De la misère
En 2016, on avait apprécié le 1er film de Nicolas Silhol, Corporate. Entre temps, il avait cosigné deux excellents scénarii pour Les Eblouis et dernièrement, pour Magnificat. Avec ces 95 minutes de drame social, il réussit de nouveau à nous passionner pour une chronique d’une dystopie annoncée. Inès est menacée de se faire expulser de chez elle avec Adam, son fils de 14 ans. A la recherche d’un emploi, elle est prise à l’essai chez Anti-Squat, une société qui loge des personnes dans des bureaux inoccupés pour les protéger contre les squatteurs. Son rôle : recruter les résidents et faire respecter un règlement très strict. Inès est prête à tout pour se faire embaucher et s’en sortir avec Adam. Mais jusqu’où ira-t-elle ? Glaçant, révoltant et hélas très édifiant du monde dans lequel on s’enfonce à grands pas.
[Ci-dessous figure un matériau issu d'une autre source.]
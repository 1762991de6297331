use serde::{Deserialize, Serialize};

use crate::types::Point;

/// 2-D affine matrix in SVG order:
/// `x' = a*x + c*y + e`, `y' = b*x + d*y + f`.
///
/// The viewer's real-world-to-screen transform is one of these; pixels grow
/// downward so `d` is normally negative.
#[derive(Debug, Clone, Copy, PartialEq, Serialize, Deserialize)]
pub struct Matrix {
    pub a: f64,
    pub b: f64,
    pub c: f64,
    pub d: f64,
    pub e: f64,
    pub f: f64,
}

impl Default for Matrix {
    fn default() -> Self {
        Self::identity()
    }
}

impl Matrix {
    pub const fn identity() -> Self {
        Self {
            a: 1.0,
            b: 0.0,
            c: 0.0,
            d: 1.0,
            e: 0.0,
            f: 0.0,
        }
    }

    pub const fn translate(tx: f64, ty: f64) -> Self {
        Self {
            a: 1.0,
            b: 0.0,
            c: 0.0,
            d: 1.0,
            e: tx,
            f: ty,
        }
    }

    pub const fn scale(sx: f64, sy: f64) -> Self {
        Self {
            a: sx,
            b: 0.0,
            c: 0.0,
            d: sy,
            e: 0.0,
            f: 0.0,
        }
    }

    /// Counter-clockwise rotation about the origin.
    pub fn rotate_degrees(degrees: f64) -> Self {
        let (sin, cos) = degrees.to_radians().sin_cos();
        Self {
            a: cos,
            b: sin,
            c: -sin,
            d: cos,
            e: 0.0,
            f: 0.0,
        }
    }

    /// `self` applied after `other`, i.e. `self * other`.
    pub fn compose(&self, other: &Matrix) -> Matrix {
        Matrix {
            a: self.a * other.a + self.c * other.b,
            b: self.b * other.a + self.d * other.b,
            c: self.a * other.c + self.c * other.d,
            d: self.b * other.c + self.d * other.d,
            e: self.a * other.e + self.c * other.f + self.e,
            f: self.b * other.e + self.d * other.f + self.f,
        }
    }

    pub fn apply(&self, p: Point) -> Point {
        Point::new(
            self.a * p.x + self.c * p.y + self.e,
            self.b * p.x + self.d * p.y + self.f,
        )
    }

    /// Apply only the linear part (no translation), for deltas.
    pub fn apply_vector(&self, v: Point) -> Point {
        Point::new(self.a * v.x + self.c * v.y, self.b * v.x + self.d * v.y)
    }

    pub fn determinant(&self) -> f64 {
        self.a * self.d - self.b * self.c
    }

    /// `None` when the matrix is singular.
    pub fn inverse(&self) -> Option<Matrix> {
        let det = self.determinant();
        if det == 0.0 || !det.is_finite() {
            return None;
        }
        Some(Matrix {
            a: self.d / det,
            b: -self.b / det,
            c: -self.c / det,
            d: self.a / det,
            e: (self.c * self.f - self.d * self.e) / det,
            f: (self.b * self.e - self.a * self.f) / det,
        })
    }

    /// Length of the transformed x unit vector.
    pub fn scale_x(&self) -> f64 {
        self.a.hypot(self.b)
    }

    /// Pixels per real-world unit along x, used to size highlight boxes.
    pub fn linear_scale(&self) -> f64 {
        self.a.abs()
    }
}

#[cfg(test)]
mod tests {
    use super::*;
    use approx::assert_abs_diff_eq;

    #[test]
    fn test_inverse_round_trip() {
        let m = Matrix::translate(400.0, 300.0).compose(&Matrix::scale(20.0, -20.0));
        let p = Point::new(3.5, -1.25);
        let screen = m.apply(p);
        assert_abs_diff_eq!(screen.x, 470.0);
        assert_abs_diff_eq!(screen.y, 325.0);
        let back = m.inverse().unwrap().apply(screen);
        assert_abs_diff_eq!(back.x, p.x, epsilon = 1e-12);
        assert_abs_diff_eq!(back.y, p.y, epsilon = 1e-12);
    }

    #[test]
    fn test_singular_has_no_inverse() {
        assert!(Matrix::scale(0.0, 1.0).inverse().is_none());
    }

    #[test]
    fn test_scale_factors() {
        let m = Matrix::scale(-4.0, 2.0);
        assert_abs_diff_eq!(m.scale_x(), 4.0);
        assert_abs_diff_eq!(m.linear_scale(), 4.0);
        let r = Matrix::rotate_degrees(90.0).compose(&Matrix::scale(3.0, 3.0));
        assert_abs_diff_eq!(r.scale_x(), 3.0, epsilon = 1e-12);
    }
}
S’il est un genre dans lequel le cinéma français rayonne, c’est bien le film politico-social. En voilà un bel exemple avec ce qu’il faut de tension, de pédagogie et d’émotion pour tenir en haleine un public stupéfait devant tant de bassesses. Qu’est-ce que la loi anti-squat ? Un système légal qui permet aux propriétaires de confier leurs biens vacants à des organismes publics ou privés afin d’y loger des résidents temporaires. Le but de ce dispositif est de protéger les espaces vacants (bureaux, couvents, Ehpads...) d’une occupation illicite et de trouver des places d’hébergements pour les personnes en situation précaire. A lire comme ça, on se dit que ce dispositif – inspiré des Pays-Bas -, va apporter des solutions pour pas mal de sans-abris. Détrompez-vous ! Car, lesdits logements sont mis à disposition temporairement, pour une redevance moins importante que les loyers du marché. En contrepartie, ils sont encadrés par des règles locatives très flexibles pour les propriétaires, mais plus contraignantes pour les résidents : l’expulsion possible pendant la trêve hivernale, les enfants et les animaux interdits dans les locaux et pas plus de deux invités, l’interdiction de s’exprimer dans les médias et de s’absenter plus de deux jours sans autorisation. Cette loi Anti-Squat déposée le 18 octobre 2022 et promulguée le 14 juin 2023 par le Sénat et l’Assemblée Nationale, durcit les sanctions liées aux squats de locaux et pérennise cette expérimentation de système locatif. C’est donc ce qu’on appelle pudiquement la protection par l’occupation qui nous est décrit dans ce film pathétique jusqu’à la nausée. On comprend que, dans les faits, la mise en pratique de cette idée est plus guidée par le profit que par l’humain. Restriction des libertés, servitude volontaire et, face à ces dérives, la tentation de la révolte servent de toile de fond à l’histoire d’Inès qui voit un engrenage infernal se refermer sur elle. Ce monde de demain, c’est déjà aujourd’hui.
Louise Bourgoin, sans nul doute dans son meilleur rôle à ce jour, nous gratifie d’une performance formidable. Elle ne quitte pas l’écran et en profite pour le crever. Elle est fort bien entourée par le jeune Samy Belkessa, une révélation, Sâm Mirhosseini, Kahina Laroucine, Antoine Gouy, Adèle Wismes, entre autres. Silhol film sans misérabilisme la pauvreté et la déshumanisation qui rongent notre société dans un thriller social très réussi. On ne sort pas de là en faisant des claquettes, c’est certain, mais plutôt avec un goût amer au bord des lèvres, mais aussi avec la sensation d’avoir appris quelque chose d’encore plus déprimant sur ce monde libéral qui nous écrase.